Single DNA molecule stretching measures the activity of chemicals that target the HIV-1 nucleocapsid protein.

We develop a biophysical method for investigating chemical compounds that target the nucleic acid chaperone activity of HIV-1 nucleocapsid protein (NCp7). We used an optical tweezers instrument to stretch single lambda-DNA molecules through the helix-coil transition in the presence of NCp7 and various chemical compounds. The change in the helix-coil transition width induced by wild-type NCp7 and its zinc finger variants correlates with in vitro nucleic acid chaperone activity measurements and in vivo assays. The compound-NC interaction measured here reduces NCp7's capability to alter the transition width. Purified compounds from the NCI Diversity set, 119889, 119911, and 119913 reduce the chaperone activity of 5 nM NC in aqueous solution at 10, 25, and 100 nM concentrations respectively.

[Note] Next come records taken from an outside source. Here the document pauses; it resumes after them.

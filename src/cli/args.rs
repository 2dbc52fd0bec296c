//! CLI argument definitions using clap derive

use clap::{Parser, Subcommand, ValueEnum};
use std::path::PathBuf;

use crate::cli::commands::{
    completions::CompletionsArgs,
    config::ConfigCommands,
    init::InitArgs,
    interactive::InteractiveArgs,
    list::ListArgs,
    lookup::LookupArgs,
    map::MapArgs,
    refresh::RefreshArgs,
    register::RegisterArgs,
    remove::RemoveArgs,
    search::SearchArgs,
    show::ShowArgs,
    status::StatusArgs,
};
use crate::core::{Config, Floor};

#[derive(Parser)]
#[command(name = "camara")]
#[command(author, version, about = "Rack occupancy tracking for the câmara")]
#[command(long_about = "Track which rack positions of a two-floor cold storage room hold pallets, register lots against the product spreadsheet and keep product data up to date.")]
#[command(propagate_version = true)]
pub struct Cli {
    #[command(subcommand)]
    pub command: Commands,

    #[command(flatten)]
    pub global: GlobalOpts,
}

#[derive(clap::Args, Clone, Debug)]
pub struct GlobalOpts {
    /// Output format
    #[arg(long, short = 'f', global = true, default_value = "auto")]
    pub format: OutputFormat,

    /// Suppress non-essential output
    #[arg(long, short = 'q', global = true)]
    pub quiet: bool,

    /// Enable verbose output
    #[arg(long, short = 'v', global = true)]
    pub verbose: bool,

    /// Database file (default: camara.db)
    #[arg(long, global = true, env = "CAMARA_DB")]
    pub db: Option<PathBuf>,

    /// Product catalog, .xlsx workbook or delimited text (default: produtos.xlsx)
    #[arg(long, global = true, env = "CAMARA_CATALOG")]
    pub catalog: Option<PathBuf>,

    /// Field delimiter for delimited-text catalogs (default: ',')
    #[arg(long, global = true, env = "CAMARA_DELIMITER")]
    pub delimiter: Option<String>,

    /// Floor to work on: 1 (lower) or 2 (upper, default)
    #[arg(long, short = 'F', global = true, env = "CAMARA_FLOOR")]
    pub floor: Option<Floor>,
}

impl GlobalOpts {
    /// Layered configuration with environment and command-line overrides
    /// (read by clap, flags winning over `CAMARA_*` variables) applied last
    pub fn config(&self) -> Config {
        let mut config = Config::load();
        config.merge(Config {
            database: self.db.clone(),
            catalog: self.catalog.clone(),
            delimiter: self.delimiter.clone(),
            floor: self.floor.map(Floor::number),
        });
        config
    }
}

#[derive(Subcommand)]
pub enum Commands {
    /// Create the database file and schema
    Init(InitArgs),

    /// Draw the occupancy map of a floor
    Map(MapArgs),

    /// Register a pallet at an empty position
    Register(RegisterArgs),

    /// Show what is stored at a position
    Show(ShowArgs),

    /// Remove the pallet at a position
    Remove(RemoveArgs),

    /// Search occupied positions by lot or product
    Search(SearchArgs),

    /// List every occupied position
    List(ListArgs),

    /// Reload the catalog and update stored product data
    Refresh(RefreshArgs),

    /// Look up a lot in the catalog
    Lookup(LookupArgs),

    /// Show occupancy statistics
    Status(StatusArgs),

    /// Interactive map and menu
    Interactive(InteractiveArgs),

    /// Configuration management
    #[command(subcommand)]
    Config(ConfigCommands),

    /// Generate shell completions
    Completions(CompletionsArgs),
}

#[derive(ValueEnum, Clone, Copy, Debug, Default, PartialEq, Eq)]
pub enum OutputFormat {
    /// Human-readable output
    #[default]
    Auto,
    /// Tab-separated values (for piping)
    Tsv,
    /// JSON format (for programming)
    Json,
    /// CSV format (for spreadsheets)
    Csv,
}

Similarly, gallein reduced the activity of 4 nM NC at 100 nM concentration. Further analysis allows us to dissect the impact of each compound on both sequence-specific and non-sequence-specific DNA binding of NC, two of the main components of NC's nucleic acid chaperone activity. These results suggest that DNA stretching experiments can be used to screen chemical compounds targeting NC proteins and to further explore the mechanisms by which these compounds interact with NC and alter its nucleic acid chaperone activity.